To estimate the effect of the number of selected features on the performance of the classifier, we repeated this calculation with a varying number of different features in the feature selection [12, 20]. We found that the classifier’s best performance was achieved at 550 (Figure 3) by examining a range of feature numbers (from 50 to 800). Therefore, we selected 550 as the optimal feature number of the final feature space for classification in LOOCV.

Figure 3
figure 3

The curve of the generalization rate to the number of features. The horizontal axis represents the number of selected features and the vertical axis represents the generalization rate.

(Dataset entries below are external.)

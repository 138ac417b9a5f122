use axum::{
    Json,
    extract::rejection::{JsonRejection, PathRejection},
    http::StatusCode,
    response::{IntoResponse, Response},
};
use serde_json::json;
use std::fmt;
use storage::error::StorageError;
use storage::models::UnknownVariant;
use storage::services::form_steps::FormError;
use validator::ValidationErrors;

/// Web layer errors
///
/// Every variant renders as `{ "success": false, "error": <message> }`. Store
/// failures are logged here and reach the client only as a generic message.
#[derive(Debug)]
pub enum WebError {
    Storage(StorageError),
    Validation(ValidationErrors),
    BadRequest(String),
    Unauthorized,
    Forbidden(String),
    NotFound(String),
    InvalidState(String),
    ServiceUnavailable(String),
    InternalServerError(String),
}

impl fmt::Display for WebError {
    fn fmt(&self, f: &mut fmt::Formatter<'_>) -> fmt::Result {
        match self {
            Self::Storage(e) => write!(f, "Storage error: {}", e),
            Self::Validation(e) => write!(f, "Validation error: {}", e),
            Self::BadRequest(msg) => write!(f, "Bad request: {}", msg),
            Self::Unauthorized => write!(f, "Unauthorized"),
            Self::Forbidden(msg) => write!(f, "Forbidden: {}", msg),
            Self::NotFound(what) => write!(f, "{} not found", what),
            Self::InvalidState(msg) => write!(f, "Invalid state: {}", msg),
            Self::ServiceUnavailable(msg) => write!(f, "Service unavailable: {}", msg),
            Self::InternalServerError(msg) => write!(f, "Internal server error: {}", msg),
        }
    }
}

impl IntoResponse for WebError {
    fn into_response(self) -> Response {
        let status_code = match &self {
            Self::Storage(StorageError::NotFound) => StatusCode::NOT_FOUND,
            Self::Storage(StorageError::ConstraintViolation(_)) => StatusCode::CONFLICT,
            Self::Storage(_) => StatusCode::INTERNAL_SERVER_ERROR,
            Self::Validation(_) => StatusCode::BAD_REQUEST,
            Self::BadRequest(_) => StatusCode::BAD_REQUEST,
            Self::Unauthorized => StatusCode::UNAUTHORIZED,
            Self::Forbidden(_) => StatusCode::FORBIDDEN,
            Self::NotFound(_) => StatusCode::NOT_FOUND,
            Self::InvalidState(_) => StatusCode::CONFLICT,
            Self::ServiceUnavailable(_) => StatusCode::SERVICE_UNAVAILABLE,
            Self::InternalServerError(_) => StatusCode::INTERNAL_SERVER_ERROR,
        };

        let message = match &self {
            Self::Storage(StorageError::NotFound) => "Resource not found".to_string(),
            Self::Storage(StorageError::ConstraintViolation(msg)) => msg.clone(),
            Self::Storage(e) => {
                tracing::error!("Storage error: {:?}", e);
                "An internal error occurred".to_string()
            }
            Self::Validation(errors) => {
                let field_errors: Vec<String> = errors
                    .field_errors()
                    .iter()
                    .flat_map(|(field, errors)| {
                        errors.iter().map(move |e| {
                            format!(
                                "{}: {}",
                                field,
                                e.message
                                    .as_ref()
                                    .map(|m| m.to_string())
                                    .unwrap_or_else(|| e.code.to_string())
                            )
                        })
                    })
                    .collect();

                format!("Validation failed: {}", field_errors.join(", "))
            }
            Self::BadRequest(msg) => msg.clone(),
            Self::Unauthorized => "Unauthorized".to_string(),
            Self::Forbidden(msg) => msg.clone(),
            Self::NotFound(_) => self.to_string(),
            Self::InvalidState(msg) => msg.clone(),
            Self::ServiceUnavailable(msg) => msg.clone(),
            Self::InternalServerError(msg) => {
                tracing::error!("Internal server error: {}", msg);
                "An internal error occurred".to_string()
            }
        };

        let body = json!({
            "success": false,
            "error": message
        });

        (status_code, Json(body)).into_response()
    }
}

impl From<StorageError> for WebError {
    fn from(error: StorageError) -> Self {
        Self::Storage(error)
    }
}

impl From<ValidationErrors> for WebError {
    fn from(error: ValidationErrors) -> Self {
        Self::Validation(error)
    }
}

impl From<FormError> for WebError {
    fn from(error: FormError) -> Self {
        Self::BadRequest(error.to_string())
    }
}

impl From<UnknownVariant> for WebError {
    fn from(error: UnknownVariant) -> Self {
        Self::BadRequest(error.to_string())
    }
}

impl From<JsonRejection> for WebError {
    fn from(rejection: JsonRejection) -> Self {
        Self::BadRequest(rejection.body_text())
    }
}

impl From<PathRejection> for WebError {
    fn from(rejection: PathRejection) -> Self {
        Self::BadRequest(rejection.body_text())
    }
}

pub type WebResult<T> = Result<T, WebError>;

The similar methods of the selection for optimal feature number of the final feature space for classification also were used to choose the dimension for PCA and C for SVM. We repeated this calculation with a range of different values (dimension: 2-20 and C: 0.005:0.05:2). Then, we chose the value when the classifier achieved its best performance (that is generalization rate).Therefore, we selected 6 as the optimal dimension for PCA and 0.255 as C for SVM. Several studies selected the parameters in this way, just as Besga et al. [18] and Dosenbach et al. [20] selected the number of features in LOOCV.

Altered resting-state functional connections in schizophrenia.

Because the performance of the classifier was tested with an LOOCV strategy, a given functional connectivity feature might display a different discriminative power in different iterations of the LOOCV. Based on statistical analyses, we found that more than 68% of the functional connectivity features had positive Kendall tau correlation coefficients, indicating that more than 68% of functional connectivities decreased in schizophrenic patients compared with controls. Moreover, the majority of the functional connectivity, which was characterized by a high discriminative power, decreased in schizophrenic patients compared with healthy controls.

As described above, on every fold of the LOOCV, we selected 550 of the highest-ranked features. Because feature ranking was based on a different subset of data for each iteration, the selected features differed with every LOOCV. However, 408 features were included in every fold of the LOOCV for the SVM classifier, resulting in 846 features that were represented across all folds of the LOOCV. We considered these 846 features to be the “participating” functional connections. The 408 functional connectivity’s map was graphed in Figure 4.

Figure 4
figure 4

The functional connections of the fusiform gyrus and the whole brain. (A) is the functional connectivity between the left fusiform gyrus and other brain regions. (B) is the functional connectivity between the right fusiform gyrus and other brain regions. (C) is the 408 functional connections. The node represents the brain region. The line represents the related functional connection. The color of the node represents a specific network: blue represents the VN, red represents the DMN, green represents the SMN, and yellow represents the other regions. The color of the line signifies the alteration of the functional connections: blue denotes greater and purple denotes lesser.

The 408 functional connectivity related to the brain regions primarily located within the visual cortical network (VN), an area that controls visual processing [2426]; the DMN [2735], which controls episodic memory[33] and self-projection [36]; the self-referential mental network(SRN), which plays an important role in self-referential mental activity [37]; and the sensory-motor network(SMN) [33, 38] (Figure 4). In addition, there were some functional connections related to regions within the auditory network (AN), which regulates mood and affective processing [25, 30, 39].

Brain regions with highly discriminative power

To evaluate the relative functional contribution of different brain regions to schizophrenia, we computed the value of the “region weight” for each brain region with the sum of their feature weights. We noted that there were several brain regions that exhibited greater weight than others. Furthermore, the fusiform gyrus exhibited the greatest weight. Alterations of functional connectivity of the fusiform gyrus were presented in Figure 4 and Table 2.

Table 2 Altered functional connectivity between fusiform gyrus and other brain regions


This study demonstrated that schizophrenic patients might be discriminatively identified from healthy controls using whole-brain rs-fcMRI with an excellent generalization rate. In addition, we found that most of the identified brain regions located within the VN, the DMN and the SMN. Particularly, the bilateral fusiform gyrus exhibited the greatest weight, suggesting that aberrant functional connectivity of the fusiform gyrus with other brain regions might proportionally contribute to the impairment of the perception of emotions caused by facial stimuli in schizophrenia.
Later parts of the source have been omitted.